Edward Helmore 

Melania film earns $7m in US, strongest documentary debut in over a decade

Melania, however, cost quite more than a typical documentary, at $40m to make and $35m to promote.
  
  

woman in black dress smiles
Melania Trump attends a screening of the documentary film Melania at The Kennedy Center on 29 January in Washington. Photograph: Samuel Corum/Getty Images

Amazon’s Melania Trump documentary has reportedly beaten box office expectations and recorded the strongest start of any documentary in over a decade, taking $7m at the US box office during its lavishly-promoted opening weekend. But it also cost quite more than a typical documentary, at $40m to make and $35m to promote.

And Amazon – which recently cut 16,000 corporate jobs – has been hit with criticism that making the documentary about the first lady, and paying so highly for it, was little more than a ploy to curry favor with her husband, Donald Trump, during his second presidency.

The film, which follows Melania Trump as she prepared to re-enter the White House in early 2025, was beaten at the box office by two horror films: Iron Lung and Rachel McAdams’s Send Help. But it managed to beat out action film Shelter.

Melania registered its earnings by targeting older conservatives and has been noted for carefully playing to subjects close to what are said to be interests of her husband’s fans: patriotism, Christianity and the importance of family.

Deadline said Melania was forecast to make $5m on its debut weekend. The Hollywood Reporter said that those predictions for the Brett Ratner-directed documentary were “based on empty, or nearly empty, seat maps in cinemas across the country”.

The outlet estimated that the film had done well with conservatives in the southern US, specifically women over the age of 55, who made up 72% of the opening-day audience.

EntTelligence, a research firm, estimated that rural theaters would contribute roughly 46% of the opening-weekend box office – and those in Republican counties would contribute about 53% of ticket sales. Top box office states for the film included the conservative stalwart states of Florida and Texas.

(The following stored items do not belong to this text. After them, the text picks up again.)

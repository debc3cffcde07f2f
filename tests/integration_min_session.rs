// Minimal integration test that drives the compiled binary through a PTY.
// This exercises the real event loop and crossterm input handling across
// the main boundaries without relying on internal modules.
//
// Notes:
// - Requires a TTY; uses expectrl which allocates a pseudo terminal.
// - Marked Unix-only and ignored by default to avoid CI/platform issues.
// - Run manually via: `cargo test --test integration_min_session -- --ignored`.

#![cfg(unix)]

use std::time::Duration;

use expectrl::{spawn, Eof};

#[test]
#[ignore]
fn start_screen_opens_and_exits_cleanly() -> Result<(), Box<dyn std::error::Error>> {
    // Resolve path to compiled binary (debug build during tests)
    let bin = assert_cmd::cargo::cargo_bin("ioe-master");
    let cmd = format!("{} --name Tester", bin.display());

    // Spawn the TUI inside a pseudo terminal
    let mut p = spawn(cmd)?;

    // Give the app a moment to initialize the terminal/alternate screen
    std::thread::sleep(Duration::from_millis(200));

    // Enter starts the exam on the first question
    p.send("\r")?;
    std::thread::sleep(Duration::from_millis(200));

    // ESC quits from the playing screen
    p.send("\x1b")?;

    // Wait for the program to terminate cleanly
    p.expect(Eof)?;
    Ok(())
}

A statement from the head of Amazon MGM Studios’ domestic theatrical distribution, Kevin Wilson, said the company was “very encouraged by the strong start and positive audience response” and reiterated the early box office results had exceeded expectations.

Referred to a planned follow-up documentary series about the first lady, Wilson’s statement also said: “This momentum is an important first step in what we see as a long-tail lifecycle for both the film and the forthcoming docu-series, extending well beyond the theatrical window and into what we believe will be a significant run for both on our service.”

Amazon says it operates on a different economic system to a traditional film studio, offsetting the costs of a theatrical release and promotion for distribution to 200 million subscribers to its Prime Video service.

Melania, though, has received overwhelmingly negative critical reviews. The Guardian judged it to be “dispiriting, deadly and unrevealing”.

“There is a decent documentary to be made about the former model from Slovenia, but this one is unredeemable,” the Guardian’s one-star review said.

Meanwhile, the Hollywood Reporter described it as an “expensive propaganda doc” and “a film that fawns so lavishly over its subject that you feel downright unpatriotic not gushing over it”. In trailing credits, it added, the first lady’s achievements are rolled “in such laudatory fashion that North Korea would blush”.

Donald Trump recently told reporters he “wasn’t involved” in negotiations over the documentary $75m price tag. Melania Trump said the producers had approached several distributors, and “Amazon was the best because they agreed to do theaters all around the world.”

Ratner, the director – who had otherwise largely retreated from Hollywood after numerous sexual misconduct allegations during the #MeToo movement – was pointedly asked at the Melania premiere if he felt he was part of a larger quid pro quo.

“That’s ridiculous, but it’s OK, I’ll answer,” he said. “I can tell you right now, if we were audited and they said, ‘How much was spent on this movie?’ This movie is one of the most expensive movies – documentaries – in the genre ever made.”

“It wasn’t about getting rich. I mean, I think the Trumps are wealthy and successful enough. This is about giving me the ability to hire the best crew in the world, to not only score the film with the best composer … I mean, when you see the movie, you’ll go, ‘Oh, we see where the money went now.’ This wasn’t about corruption. Melania only cared about one thing – making a great movie for audiences.”

On the same day Melania opened in theaters, Ratner appeared in photos published by Trump’s justice department as part of a release of 3m files pertaining to late convicted sex offender Jeffrey Epstein. The photos show Ratner in pictures alongside Epstein, including while wrapping his arms around a woman between them.

Ratner has not publicly commented.

People mentioned in or seen in pictures included in the so-called Epstein files have not been implicated in or convicted of crimes. Many notable people who associated with Epstein, a former friend of Trump, have denied wrongdoing.